▶ What to do
Line by line, please look for the word "format" in the following records, then copy each line you find it in.
★ ★ ★
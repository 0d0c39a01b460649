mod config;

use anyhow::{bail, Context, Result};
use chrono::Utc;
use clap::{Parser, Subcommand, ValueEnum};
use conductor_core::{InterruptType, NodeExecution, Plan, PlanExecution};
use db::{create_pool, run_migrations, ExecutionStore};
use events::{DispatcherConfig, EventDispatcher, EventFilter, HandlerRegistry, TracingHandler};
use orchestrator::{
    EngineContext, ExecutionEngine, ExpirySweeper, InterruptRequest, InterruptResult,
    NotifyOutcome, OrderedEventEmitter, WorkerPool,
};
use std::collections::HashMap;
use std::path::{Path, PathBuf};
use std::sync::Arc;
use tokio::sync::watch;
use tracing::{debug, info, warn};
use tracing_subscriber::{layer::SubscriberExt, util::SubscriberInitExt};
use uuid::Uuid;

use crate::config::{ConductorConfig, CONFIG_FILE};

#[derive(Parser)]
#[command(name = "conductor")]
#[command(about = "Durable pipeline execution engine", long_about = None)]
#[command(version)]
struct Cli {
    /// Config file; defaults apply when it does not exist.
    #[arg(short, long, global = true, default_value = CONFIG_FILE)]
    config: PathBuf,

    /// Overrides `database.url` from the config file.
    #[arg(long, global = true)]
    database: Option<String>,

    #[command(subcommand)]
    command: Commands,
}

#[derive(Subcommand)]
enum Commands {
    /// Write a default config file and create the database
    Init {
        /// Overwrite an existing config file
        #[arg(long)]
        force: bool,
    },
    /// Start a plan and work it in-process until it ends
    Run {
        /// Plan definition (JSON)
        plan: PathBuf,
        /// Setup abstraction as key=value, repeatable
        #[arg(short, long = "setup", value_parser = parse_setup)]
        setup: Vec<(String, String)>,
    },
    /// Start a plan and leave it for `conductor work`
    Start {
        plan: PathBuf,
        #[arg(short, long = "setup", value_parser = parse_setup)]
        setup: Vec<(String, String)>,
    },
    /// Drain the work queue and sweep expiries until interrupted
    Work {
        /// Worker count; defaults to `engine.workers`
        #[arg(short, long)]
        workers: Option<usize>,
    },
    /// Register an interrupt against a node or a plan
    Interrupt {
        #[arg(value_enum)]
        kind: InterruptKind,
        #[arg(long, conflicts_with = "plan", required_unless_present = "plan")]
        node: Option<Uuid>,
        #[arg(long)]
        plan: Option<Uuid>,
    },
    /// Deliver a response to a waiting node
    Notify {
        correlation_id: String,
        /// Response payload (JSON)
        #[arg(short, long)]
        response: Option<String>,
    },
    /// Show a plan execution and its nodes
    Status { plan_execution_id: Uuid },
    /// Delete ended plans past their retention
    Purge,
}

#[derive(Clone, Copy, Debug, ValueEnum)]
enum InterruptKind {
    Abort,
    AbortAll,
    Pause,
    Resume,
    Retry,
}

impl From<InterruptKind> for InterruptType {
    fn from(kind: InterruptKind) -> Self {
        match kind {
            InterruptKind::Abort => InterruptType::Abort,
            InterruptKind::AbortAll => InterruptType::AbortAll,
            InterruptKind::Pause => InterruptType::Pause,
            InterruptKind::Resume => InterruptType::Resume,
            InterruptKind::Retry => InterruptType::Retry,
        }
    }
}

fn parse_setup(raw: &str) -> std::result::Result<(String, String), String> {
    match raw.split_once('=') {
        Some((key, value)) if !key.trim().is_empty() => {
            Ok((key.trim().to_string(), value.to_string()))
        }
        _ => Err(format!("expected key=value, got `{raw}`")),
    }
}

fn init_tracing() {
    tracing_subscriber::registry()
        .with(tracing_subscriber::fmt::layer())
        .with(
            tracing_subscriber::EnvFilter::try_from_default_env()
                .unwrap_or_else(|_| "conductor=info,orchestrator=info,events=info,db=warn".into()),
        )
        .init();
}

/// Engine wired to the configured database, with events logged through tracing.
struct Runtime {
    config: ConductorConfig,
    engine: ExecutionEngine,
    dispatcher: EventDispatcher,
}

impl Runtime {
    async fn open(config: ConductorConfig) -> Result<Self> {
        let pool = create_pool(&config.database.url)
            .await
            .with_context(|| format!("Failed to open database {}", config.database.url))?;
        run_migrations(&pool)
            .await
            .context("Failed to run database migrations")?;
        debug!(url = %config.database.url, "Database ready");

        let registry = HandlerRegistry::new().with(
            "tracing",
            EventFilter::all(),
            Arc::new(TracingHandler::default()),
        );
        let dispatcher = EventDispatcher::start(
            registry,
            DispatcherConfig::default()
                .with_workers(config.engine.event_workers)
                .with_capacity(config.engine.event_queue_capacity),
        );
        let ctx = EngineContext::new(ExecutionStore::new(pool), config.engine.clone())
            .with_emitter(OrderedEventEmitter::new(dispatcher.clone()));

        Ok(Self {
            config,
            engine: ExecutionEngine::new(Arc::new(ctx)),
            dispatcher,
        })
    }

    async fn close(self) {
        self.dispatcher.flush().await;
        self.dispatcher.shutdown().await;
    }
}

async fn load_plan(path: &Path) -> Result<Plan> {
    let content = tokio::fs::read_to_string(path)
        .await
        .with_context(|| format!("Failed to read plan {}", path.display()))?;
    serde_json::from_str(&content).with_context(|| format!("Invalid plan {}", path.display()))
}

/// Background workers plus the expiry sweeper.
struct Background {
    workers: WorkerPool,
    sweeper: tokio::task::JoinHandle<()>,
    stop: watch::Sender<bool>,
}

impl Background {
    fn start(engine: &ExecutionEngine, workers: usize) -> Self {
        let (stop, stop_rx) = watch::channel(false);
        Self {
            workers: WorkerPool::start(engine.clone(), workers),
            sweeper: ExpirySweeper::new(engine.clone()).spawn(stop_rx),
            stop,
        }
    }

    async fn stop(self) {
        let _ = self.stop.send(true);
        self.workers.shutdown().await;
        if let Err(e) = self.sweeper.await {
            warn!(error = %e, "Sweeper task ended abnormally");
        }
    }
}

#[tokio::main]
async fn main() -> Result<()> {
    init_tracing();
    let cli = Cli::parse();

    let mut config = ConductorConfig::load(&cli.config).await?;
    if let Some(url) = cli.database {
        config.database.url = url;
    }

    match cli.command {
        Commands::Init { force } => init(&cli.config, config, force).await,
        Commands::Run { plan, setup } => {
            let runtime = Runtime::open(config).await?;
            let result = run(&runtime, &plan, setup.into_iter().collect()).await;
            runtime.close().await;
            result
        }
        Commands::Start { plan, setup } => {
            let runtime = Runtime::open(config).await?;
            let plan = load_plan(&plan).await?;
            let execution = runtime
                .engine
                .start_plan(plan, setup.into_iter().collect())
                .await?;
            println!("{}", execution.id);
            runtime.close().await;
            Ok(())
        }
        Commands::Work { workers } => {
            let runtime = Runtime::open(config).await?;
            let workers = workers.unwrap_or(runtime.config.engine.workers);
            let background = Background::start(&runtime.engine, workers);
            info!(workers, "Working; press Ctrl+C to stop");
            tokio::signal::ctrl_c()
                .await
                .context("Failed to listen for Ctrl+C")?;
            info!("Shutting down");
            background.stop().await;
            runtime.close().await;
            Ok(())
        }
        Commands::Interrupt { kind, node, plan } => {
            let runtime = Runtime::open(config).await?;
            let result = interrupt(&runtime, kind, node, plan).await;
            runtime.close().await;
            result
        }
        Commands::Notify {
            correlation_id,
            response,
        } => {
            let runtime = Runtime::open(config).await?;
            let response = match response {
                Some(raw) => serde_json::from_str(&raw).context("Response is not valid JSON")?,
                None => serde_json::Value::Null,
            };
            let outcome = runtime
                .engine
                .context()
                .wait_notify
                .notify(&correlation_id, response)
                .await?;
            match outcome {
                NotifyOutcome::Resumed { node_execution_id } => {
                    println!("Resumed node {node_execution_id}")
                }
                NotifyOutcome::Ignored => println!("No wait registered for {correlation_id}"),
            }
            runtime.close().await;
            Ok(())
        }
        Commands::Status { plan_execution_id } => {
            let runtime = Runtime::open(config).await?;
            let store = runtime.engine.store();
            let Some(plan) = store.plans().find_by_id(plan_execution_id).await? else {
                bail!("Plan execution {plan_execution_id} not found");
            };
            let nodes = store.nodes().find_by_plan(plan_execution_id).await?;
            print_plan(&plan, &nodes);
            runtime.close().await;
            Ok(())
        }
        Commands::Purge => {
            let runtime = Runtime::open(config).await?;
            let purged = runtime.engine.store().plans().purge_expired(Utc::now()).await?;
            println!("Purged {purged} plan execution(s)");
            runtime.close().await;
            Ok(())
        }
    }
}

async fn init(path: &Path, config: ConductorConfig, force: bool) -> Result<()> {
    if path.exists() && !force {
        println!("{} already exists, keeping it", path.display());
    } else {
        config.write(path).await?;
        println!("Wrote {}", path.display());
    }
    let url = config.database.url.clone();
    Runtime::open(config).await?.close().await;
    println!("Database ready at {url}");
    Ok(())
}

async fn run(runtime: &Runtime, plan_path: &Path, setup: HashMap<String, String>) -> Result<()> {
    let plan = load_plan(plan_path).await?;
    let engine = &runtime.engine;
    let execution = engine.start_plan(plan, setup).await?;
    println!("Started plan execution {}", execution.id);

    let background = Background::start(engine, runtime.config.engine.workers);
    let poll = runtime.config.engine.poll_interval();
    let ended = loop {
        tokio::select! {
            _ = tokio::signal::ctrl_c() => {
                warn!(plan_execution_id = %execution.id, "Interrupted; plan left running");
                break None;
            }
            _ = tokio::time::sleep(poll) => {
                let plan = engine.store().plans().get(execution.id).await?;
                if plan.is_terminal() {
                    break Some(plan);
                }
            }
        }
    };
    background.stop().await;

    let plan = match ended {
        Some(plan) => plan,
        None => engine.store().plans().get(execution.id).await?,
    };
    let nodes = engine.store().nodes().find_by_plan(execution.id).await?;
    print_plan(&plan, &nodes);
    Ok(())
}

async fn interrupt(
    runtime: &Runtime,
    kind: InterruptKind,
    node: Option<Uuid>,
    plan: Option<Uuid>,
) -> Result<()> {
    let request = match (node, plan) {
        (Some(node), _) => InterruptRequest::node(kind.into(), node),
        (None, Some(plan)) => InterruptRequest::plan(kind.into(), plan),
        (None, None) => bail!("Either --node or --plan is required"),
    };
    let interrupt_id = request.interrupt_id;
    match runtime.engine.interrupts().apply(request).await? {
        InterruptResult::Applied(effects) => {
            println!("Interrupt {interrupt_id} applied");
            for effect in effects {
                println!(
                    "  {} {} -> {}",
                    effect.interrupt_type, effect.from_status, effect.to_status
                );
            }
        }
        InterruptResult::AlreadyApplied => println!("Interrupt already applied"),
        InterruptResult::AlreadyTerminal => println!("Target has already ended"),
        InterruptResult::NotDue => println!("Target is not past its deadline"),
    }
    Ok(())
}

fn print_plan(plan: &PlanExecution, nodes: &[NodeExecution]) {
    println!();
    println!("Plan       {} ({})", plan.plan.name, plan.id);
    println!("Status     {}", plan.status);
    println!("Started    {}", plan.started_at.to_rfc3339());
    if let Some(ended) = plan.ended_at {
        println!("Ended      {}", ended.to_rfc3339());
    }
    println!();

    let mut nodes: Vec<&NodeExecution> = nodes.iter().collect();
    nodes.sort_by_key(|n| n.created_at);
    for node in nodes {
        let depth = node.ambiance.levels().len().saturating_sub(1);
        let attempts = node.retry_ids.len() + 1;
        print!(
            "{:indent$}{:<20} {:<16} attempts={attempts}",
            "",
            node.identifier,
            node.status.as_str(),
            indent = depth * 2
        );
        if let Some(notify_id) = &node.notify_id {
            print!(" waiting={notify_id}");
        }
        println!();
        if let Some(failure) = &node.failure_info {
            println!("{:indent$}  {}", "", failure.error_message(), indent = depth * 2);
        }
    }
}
★ ★ ★
▶ Completed task
        _ => Err(format!("expected key=value, got `{raw}`")),
            .with_context(|| format!("Failed to open database {}", config.database.url))?;
        .with_context(|| format!("Failed to read plan {}", path.display()))?;
    serde_json::from_str(&content).with_context(|| format!("Invalid plan {}", path.display()))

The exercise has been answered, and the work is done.